"All the Rage Back Home" is a song by American rock band Interpol. It is the first track and the lead single from the band's fifth studio album, El Pintor (2014) and was digitally released on August 12, 2014. Self-produced and written by the band, the song debuted at No. 37 on the Billboard Alternative Songs chart, peaking at No. 26. The song was also made available as downloadable content for the Rock Band series.

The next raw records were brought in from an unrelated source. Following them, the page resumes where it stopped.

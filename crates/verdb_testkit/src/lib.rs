//! # VerDB Testkit
//!
//! Test utilities for VerDB.
//!
//! This crate provides:
//! - Test fixtures and store helpers
//! - Property-based test generators using proptest
//!
//! ## Usage
//!
//! ```rust
//! use serde_json::json;
//! use verdb_testkit::with_store;
//!
//! with_store(|store| {
//!     let created = store
//!         .add("cities", json!({"name": "Berlin"}), "alice", "", None)
//!         .unwrap();
//!     assert_eq!(created.version, 1);
//! });
//! ```

#![deny(unsafe_code)]
#![warn(missing_docs)]

pub mod fixtures;
pub mod generators;

pub use fixtures::*;
pub use generators::*;
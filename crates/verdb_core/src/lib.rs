//! # VerDB Core
//!
//! Versioned entry store engine for VerDB.
//!
//! This crate provides:
//! - Time-sortable entry identities
//! - An append-only per-resource version ledger
//! - Optimistic concurrency control for add/update/delete
//! - Structural diffs between entry bodies
//! - Filtered, paginated history queries with per-row diffs
//!
//! Mutations never touch a row in place: every accepted write appends the
//! next immutable version of its entity, and the atomic append is the
//! commit point. See [`VersionStore`] for the main entry point.

#![deny(unsafe_code)]
#![warn(missing_docs)]

mod clock;
mod controller;
mod diff;
mod entry;
mod error;
mod history;
mod ledger;
mod store;
mod version;

pub use clock::{Clock, MonotonicClock, StepClock};
pub use controller::Controller;
pub use diff::{diff, DiffEntry};
pub use entry::EntryId;
pub use error::{CoreError, CoreResult};
pub use history::{DiffRequest, DiffResult, HistoryEngine, HistoryEntry, HistoryFilter, HistoryPage};
pub use ledger::{Ledger, ScanFilter};
pub use store::VersionStore;
pub use version::{EntryVersion, Operation};
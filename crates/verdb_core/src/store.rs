//! Version store facade.

use crate::clock::{Clock, MonotonicClock};
use crate::controller::Controller;
use crate::entry::EntryId;
use crate::error::{CoreError, CoreResult};
use crate::history::{DiffRequest, DiffResult, HistoryEngine, HistoryFilter, HistoryPage};
use crate::ledger::Ledger;
use crate::version::EntryVersion;
use serde_json::Value;
use std::sync::Arc;
use verdb_storage::{LedgerBackend, MemoryBackend};

/// The main store handle.
///
/// `VersionStore` is the primary entry point for working with versioned
/// entries. Each resource (named collection) maps to one append-only
/// partition in the backend; entries within it are identified by
/// [`EntryId`] and carry an immutable version history.
///
/// # Example
///
/// ```rust
/// use serde_json::json;
/// use verdb_core::VersionStore;
///
/// let store = VersionStore::open_in_memory();
///
/// let created = store
///     .add("cities", json!({"name": "Berlin"}), "alice", "import", None)
///     .unwrap();
/// let updated = store
///     .update(
///         "cities",
///         created.entity_id,
///         created.version,
///         json!({"name": "Berlin", "population": 3_700_000}),
///         "bob",
///         "add population",
///     )
///     .unwrap();
/// assert_eq!(updated.version, 2);
/// ```
pub struct VersionStore {
    ledger: Arc<Ledger>,
    controller: Controller,
    history: HistoryEngine,
}

impl VersionStore {
    /// Opens a store over a ledger backend, with a wall-clock-backed
    /// monotonic clock.
    pub fn open(backend: Arc<dyn LedgerBackend>) -> Self {
        Self::open_with_clock(backend, Arc::new(MonotonicClock::new()))
    }

    /// Opens a store with an explicit clock, for deterministic tests.
    pub fn open_with_clock(backend: Arc<dyn LedgerBackend>, clock: Arc<dyn Clock>) -> Self {
        let ledger = Arc::new(Ledger::new(backend));
        let controller = Controller::new(Arc::clone(&ledger), clock);
        let history = HistoryEngine::new(Arc::clone(&ledger));
        Self {
            ledger,
            controller,
            history,
        }
    }

    /// Opens an ephemeral in-memory store.
    #[must_use]
    pub fn open_in_memory() -> Self {
        Self::open(Arc::new(MemoryBackend::new()))
    }

    /// Creates an entry in a resource, minting an identity unless one is
    /// supplied. Returns the stored version-1 row.
    ///
    /// # Errors
    ///
    /// Returns `UpdateConflict` if a supplied identity already exists.
    pub fn add(
        &self,
        resource: &str,
        body: Value,
        editor: impl Into<String>,
        message: impl Into<String>,
        entity_id: Option<EntryId>,
    ) -> CoreResult<EntryVersion> {
        self.controller.add(resource, body, editor, message, entity_id)
    }

    /// Replaces an entry's body if `expected_version` is still the head.
    /// Returns the stored row.
    ///
    /// # Errors
    ///
    /// - `EntryNotFound` if the entity has no rows.
    /// - `UpdateConflict` with the diff against the true head if the
    ///   caller's version is stale.
    pub fn update(
        &self,
        resource: &str,
        entity_id: EntryId,
        expected_version: u64,
        body: Value,
        editor: impl Into<String>,
        message: impl Into<String>,
    ) -> CoreResult<EntryVersion> {
        self.controller
            .update(resource, entity_id, expected_version, body, editor, message)
    }

    /// Logically deletes an entry if `expected_version` is still the head.
    /// The recorded row carries the prior body forward.
    ///
    /// # Errors
    ///
    /// Same as [`VersionStore::update`].
    pub fn delete(
        &self,
        resource: &str,
        entity_id: EntryId,
        expected_version: u64,
        editor: impl Into<String>,
    ) -> CoreResult<EntryVersion> {
        self.controller
            .delete(resource, entity_id, expected_version, editor, String::new())
    }

    /// Returns an entry's snapshot.
    ///
    /// With a version, this is an exact historical lookup and returns the
    /// row even if it (or the head) records a deletion. Without one, it
    /// returns the head of the current view.
    ///
    /// # Errors
    ///
    /// Returns `EntryNotFound` if the row is absent, or - for the
    /// current view - if the head records a deletion.
    pub fn get(
        &self,
        resource: &str,
        entity_id: EntryId,
        version: Option<u64>,
    ) -> CoreResult<EntryVersion> {
        match version {
            Some(version) => self
                .ledger
                .at_version(resource, &entity_id, version)?
                .ok_or(CoreError::EntryNotFound { entity_id }),
            None => {
                let head = self
                    .ledger
                    .head(resource, &entity_id)?
                    .ok_or(CoreError::EntryNotFound { entity_id })?;
                if head.is_deleted() {
                    return Err(CoreError::EntryNotFound { entity_id });
                }
                Ok(head)
            }
        }
    }

    /// Answers a filtered, paginated history request over a resource.
    pub fn get_history(
        &self,
        resource: &str,
        filter: &HistoryFilter,
        page: usize,
        page_size: usize,
    ) -> CoreResult<HistoryPage> {
        self.history.get_history(resource, filter, page, page_size)
    }

    /// Computes a diff between two points of one entry's history.
    ///
    /// # Errors
    ///
    /// Returns `DiffImpossible` if either side of the range resolves to
    /// no snapshot.
    pub fn get_diff(
        &self,
        resource: &str,
        entity_id: EntryId,
        request: &DiffRequest,
    ) -> CoreResult<DiffResult> {
        self.history.get_entry_diff(resource, entity_id, request)
    }
}

impl std::fmt::Debug for VersionStore {
    fn fmt(&self, f: &mut std::fmt::Formatter<'_>) -> std::fmt::Result {
        f.debug_struct("VersionStore").finish_non_exhaustive()
    }
}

Rolling Stone described the song as "anxious, atmospheric post-punk".

Music video
The music video for "All the Rage Back Home", co-directed by Sophia Peer and the band's lead singer, Paul Banks, was released on July 9, 2014. It shows the band performing the song in a dark room intercut with footage of surfers challenging waves. The black-and-white video also features Banks on bass guitar, which he occasionally performed with since the departure of bassist Carlos Dengler in 2010.

Track listing

7" vinyl
Soft Limit — SOFTLIMIT02

Digital download

Personnel
Interpol
Paul Banks vocals, guitar, bass guitar, production
Daniel Kessler guitar, piano, production
Sam Fogarino drums, percussion, production

Guest musicians
Brandon Curtis keyboards

Other personnel
James Brown engineering, recording
Alan Moulder mixing
Greg Calbi mastering

Charts

Release history

References

External links
 

2014 singles
Interpol (band) songs
2014 songs
Matador Records singles
Black-and-white music videos
Post-punk songs
Songs written by Paul Banks (American musician)
Songs written by Sam Fogarino
Songs written by Daniel Kessler (guitarist)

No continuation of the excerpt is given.